From 2007 to 2019, he was on the faculty of the Florida Institute of Technology in the departments of Physics and Space Sciences. His academic rank was distinguished research professor. 
From 2016 to 2019. he was stationed at NASA Headquarters in Washington DC where he was the Space Sciences education manager for NASA's Science Mission Directorate via the Intergovernmental Personnel Act Mobility Program. Oluseyi was named a Visiting Robinson Professor at George Mason University in 2021, a distinction by which the university recognizes outstanding faculty.

In 2021, he published an autobiography titled: A Quantum Life: My Unlikely Journey from the Street to the Stars co-authored with Joshua Horwitz. As of 2022, Oluseyi is the president of the National Society of Black Physicists.

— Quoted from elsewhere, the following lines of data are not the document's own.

//! The recoil analysis: event columns, derived kinematics and four histograms.
//!
//! Column graph:
//!
//! ```text
//! px, py, pz, m  (index-sourced from the EventStore)
//!   └─ v        on-shell four-vector
//!        ├─ sum      v + recoil
//!        │    ├─ mass
//!        │    ├─ pt
//!        │    └─ rap
//!        └─ deltaE   E(v boosted into the recoil rest frame) - E(v)
//! ```

use serde::{Deserialize, Serialize};

use crate::column::{ColumnGraph, ColumnValue};
use crate::error::{FrameError, Result};
use crate::event::EventStore;
use crate::histogram::{Histogram1D, HistogramSpec};
use crate::lorentz::{BoostTransform, LorentzVector};
use crate::pipeline::{LazyPipeline, RunSummary};

/// Fixed recoil particle, given as momentum and mass.
#[derive(Debug, Clone, Copy, PartialEq, Serialize, Deserialize)]
#[serde(default)]
pub struct RecoilConfig {
    /// Momentum x component.
    pub px: f64,
    /// Momentum y component.
    pub py: f64,
    /// Momentum z component.
    pub pz: f64,
    /// Mass.
    pub m: f64,
}

impl Default for RecoilConfig {
    fn default() -> Self {
        Self { px: 2.0, py: -1.0, pz: 1.5, m: 0.5 }
    }
}

impl RecoilConfig {
    /// On-shell four-vector of the recoil.
    pub fn vector(&self) -> LorentzVector {
        LorentzVector::from_mass(self.px, self.py, self.pz, self.m)
    }
}

/// Histogram bookings of the analysis.
#[derive(Debug, Clone, PartialEq, Serialize, Deserialize)]
#[serde(default)]
pub struct AnalysisHistograms {
    /// Invariant mass of `sum`.
    pub mass: HistogramSpec,
    /// Transverse momentum of `sum`.
    pub pt: HistogramSpec,
    /// Rapidity of `sum`.
    pub rap: HistogramSpec,
    /// Energy change under the recoil rest-frame boost.
    pub delta_e: HistogramSpec,
}

impl Default for AnalysisHistograms {
    fn default() -> Self {
        Self {
            mass: HistogramSpec::new("h_mass", "Invariant mass;M [GeV];Entries", 100, 0.0, 10.0),
            pt: HistogramSpec::new(
                "h_pt",
                "Transverse momentum;p_{T} [GeV];Entries",
                100,
                0.0,
                10.0,
            ),
            rap: HistogramSpec::new("h_rap", "Rapidity;y;Entries", 100, -5.0, 5.0),
            delta_e: HistogramSpec::new(
                "h_deltaE",
                "Energy change;ΔE [GeV];Entries",
                100,
                -5.0,
                5.0,
            ),
        }
    }
}

/// Analysis configuration.
#[derive(Debug, Clone, PartialEq, Serialize, Deserialize)]
#[serde(default)]
pub struct AnalysisConfig {
    /// Seed for event generation.
    pub seed: u64,
    /// Recoil particle.
    pub recoil: RecoilConfig,
    /// Histogram bookings.
    pub histograms: AnalysisHistograms,
}

impl Default for AnalysisConfig {
    fn default() -> Self {
        Self { seed: 0, recoil: RecoilConfig::default(), histograms: AnalysisHistograms::default() }
    }
}

/// Immutable reference frame shared by every row: the recoil vector and the
/// boost into its rest frame, built once.
#[derive(Debug, Clone, Copy, PartialEq)]
pub struct ReferenceFrame {
    recoil: LorentzVector,
    boost: BoostTransform,
}

impl ReferenceFrame {
    /// Build the frame of `recoil`. Fails for non-time-like vectors.
    pub fn new(recoil: LorentzVector) -> Result<Self> {
        let boost = BoostTransform::to_rest_frame_of(&recoil)?;
        Ok(Self { recoil, boost })
    }

    /// The recoil four-vector.
    pub fn recoil(&self) -> &LorentzVector {
        &self.recoil
    }

    /// Boost into the recoil rest frame.
    pub fn boost(&self) -> &BoostTransform {
        &self.boost
    }
}

/// Build the analysis column graph over `events`.
pub fn build_graph<'a>(
    events: &'a EventStore,
    frame: &'a ReferenceFrame,
) -> Result<ColumnGraph<'a>> {
    let mut g = ColumnGraph::new();

    g.define_indexed("px", move |i| Ok(events.get(i)?.px.into()))?;
    g.define_indexed("py", move |i| Ok(events.get(i)?.py.into()))?;
    g.define_indexed("pz", move |i| Ok(events.get(i)?.pz.into()))?;
    g.define_indexed("m", move |i| Ok(events.get(i)?.m.into()))?;

    g.define("v", &["px", "py", "pz", "m"], |c| {
        let v = LorentzVector::from_mass(
            c[0].as_scalar()?,
            c[1].as_scalar()?,
            c[2].as_scalar()?,
            c[3].as_scalar()?,
        );
        Ok(v.into())
    })?;
    g.define("sum", &["v"], move |c| Ok((c[0].as_vector()? + *frame.recoil()).into()))?;
    g.define("mass", &["sum"], |c| Ok(c[0].as_vector()?.mass().into()))?;
    g.define("pt", &["sum"], |c| Ok(c[0].as_vector()?.pt().into()))?;
    g.define("rap", &["sum"], |c| Ok(c[0].as_vector()?.rapidity().into()))?;
    g.define("deltaE", &["v"], move |c| {
        let v = c[0].as_vector()?;
        let boosted = frame.boost().apply(&v);
        Ok(ColumnValue::Scalar(boosted.e - v.e))
    })?;

    Ok(g)
}

/// Finalized analysis histograms.
#[derive(Debug, Clone)]
pub struct AnalysisResult {
    /// Pass summary.
    pub summary: RunSummary,
    /// Invariant mass histogram.
    pub mass: Histogram1D,
    /// Transverse momentum histogram.
    pub pt: Histogram1D,
    /// Rapidity histogram.
    pub rap: Histogram1D,
    /// Energy change histogram.
    pub delta_e: Histogram1D,
}

impl AnalysisResult {
    /// Histograms in output order: mass, pt, rap, deltaE.
    pub fn histograms(&self) -> [&Histogram1D; 4] {
        [&self.mass, &self.pt, &self.rap, &self.delta_e]
    }
}

/// Run the analysis over `events` in a single pass.
pub fn run_analysis(events: &EventStore, config: &AnalysisConfig) -> Result<AnalysisResult> {
    let frame = ReferenceFrame::new(config.recoil.vector())?;
    let graph = build_graph(events, &frame)?;

    let mut pipeline = LazyPipeline::new(events.len(), graph)?;
    let h = &config.histograms;
    pipeline.histo1d(h.mass.clone(), "mass")?;
    pipeline.histo1d(h.pt.clone(), "pt")?;
    pipeline.histo1d(h.rap.clone(), "rap")?;
    pipeline.histo1d(h.delta_e.clone(), "deltaE")?;

    let summary = pipeline.run()?;
    let mut hists = pipeline.into_histograms()?.into_iter();
    match (hists.next(), hists.next(), hists.next(), hists.next()) {
        (Some(mass), Some(pt), Some(rap), Some(delta_e)) => {
            Ok(AnalysisResult { summary, mass, pt, rap, delta_e })
        }
        _ => Err(FrameError::Pipeline("expected four analysis histograms".into())),
    }
}

#[cfg(test)]
mod tests {
    use super::*;
    use crate::event::{EventRecord, SeededDeviates};
    use approx::assert_relative_eq;

    #[test]
    fn default_config_matches_recoil_setup() {
        let cfg = AnalysisConfig::default();
        assert_eq!(cfg.recoil, RecoilConfig { px: 2.0, py: -1.0, pz: 1.5, m: 0.5 });
        assert_eq!(cfg.histograms.mass.name, "h_mass");
        assert_eq!(cfg.histograms.delta_e.x_label, "ΔE [GeV]");
        assert_eq!(cfg.histograms.rap.x_min, -5.0);
    }

    #[test]
    fn config_partial_json_uses_defaults() {
        let cfg: AnalysisConfig = serde_json::from_str(r#"{"seed": 9}"#).unwrap();
        assert_eq!(cfg.seed, 9);
        assert_eq!(cfg.histograms, AnalysisHistograms::default());
    }

    #[test]
    fn graph_has_expected_columns() {
        let events = EventStore::default();
        let frame = ReferenceFrame::new(RecoilConfig::default().vector()).unwrap();
        let g = build_graph(&events, &frame).unwrap();
        assert_eq!(
            g.column_names(),
            vec!["px", "py", "pz", "m", "v", "sum", "mass", "pt", "rap", "deltaE"]
        );
        g.validate().unwrap();
    }

    #[test]
    fn single_event_columns() {
        let ev = EventRecord { px: 0.3, py: -0.4, pz: 1.2, m: 0.1 };
        let events = EventStore::from_records(vec![ev]);
        let cfg = AnalysisConfig::default();
        let r = run_analysis(&events, &cfg).unwrap();

        let v = LorentzVector::from_mass(ev.px, ev.py, ev.pz, ev.m);
        let sum = v + cfg.recoil.vector();
        assert_relative_eq!(r.mass.sum(), sum.mass(), epsilon = 1e-12);
        assert_relative_eq!(r.pt.sum(), sum.pt(), epsilon = 1e-12);
        assert_relative_eq!(r.rap.sum(), sum.rapidity(), epsilon = 1e-12);

        let boost = BoostTransform::to_rest_frame_of(&cfg.recoil.vector()).unwrap();
        assert_relative_eq!(r.delta_e.sum(), boost.apply(&v).e - v.e, epsilon = 1e-12);
    }

    #[test]
    fn every_event_reaches_every_histogram() {
        let events = EventStore::generate(1000, &mut SeededDeviates::new(5)).unwrap();
        let r = run_analysis(&events, &AnalysisConfig::default()).unwrap();
        assert_eq!(r.summary.rows, 1000);
        for h in r.histograms() {
            assert_eq!(h.entries(), 1000, "{}", h.name());
            assert_eq!(h.non_finite(), 0, "{}", h.name());
            assert_eq!(h.in_range_entries() + h.underflow() + h.overflow(), 1000);
            assert!(h.is_finalized());
        }
        // The sum always carries the recoil mass, so its invariant mass is at least 0.5.
        assert!(r.mass.mean() > 0.5);
    }

    #[test]
    fn rows_past_the_store_fail_the_pass() {
        let events = EventStore::generate(3, &mut SeededDeviates::new(8)).unwrap();
        let frame = ReferenceFrame::new(RecoilConfig::default().vector()).unwrap();
        let graph = build_graph(&events, &frame).unwrap();
        let mut p = LazyPipeline::new(5, graph).unwrap();
        p.histo1d(AnalysisHistograms::default().mass, "mass").unwrap();
        let err = p.run().unwrap_err();
        assert!(matches!(err, FrameError::Evaluation(_)));
        assert!(err.to_string().contains("row 3 out of range for 3 events"));
    }

    #[test]
    fn invalid_recoil_rejected() {
        let events = EventStore::default();
        let mut cfg = AnalysisConfig::default();
        cfg.recoil = RecoilConfig { px: 0.0, py: 0.0, pz: 0.0, m: 0.0 };
        assert!(run_analysis(&events, &cfg).is_err());
    }
}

His best known scientific contributions are research on the transfer of mass and energy through the Sun's atmosphere; the development of space-borne observatories for studying astrophysical plasmas and dark energy; and the development of transformative technologies in ultraviolet optics, detectors, computer chips, and ion propulsion.

In 2021, Oluseyi carried out an investigation into the role that former NASA administrator James Webb played in the Lavender Scare of the 1950s and 1960s, after a number of scientists and journalists had raised concerns about the naming of NASA's new space telescope after him. Contrary to the claims of Webb's critics, Oluseyi found there was no evidence that Webb was implicated. His finding was later confirmed by a full report carried out by NASA itself.

In popular culture
Oluseyi appears as a commentator and scientific authority on Science Channel television shows including How the Universe Works, Outrageous Acts of Science, Curiosity, NASA's Unexplained Files, Space's Deepest Secrets, and Strip the Cosmos,. He also appeared as a 'bakineering' (baking and engineering) judge on Netflix's Baking Impossible.
He appeared on the National Geographic Channel show Evacuate Earth.

He contributed science articles to the news media, including The Washington Post. He lent his voice and scientific expertise to the award-winning science education video game ExoTrex: A Space Science Adventure Game in collaboration with Dig-It! Games.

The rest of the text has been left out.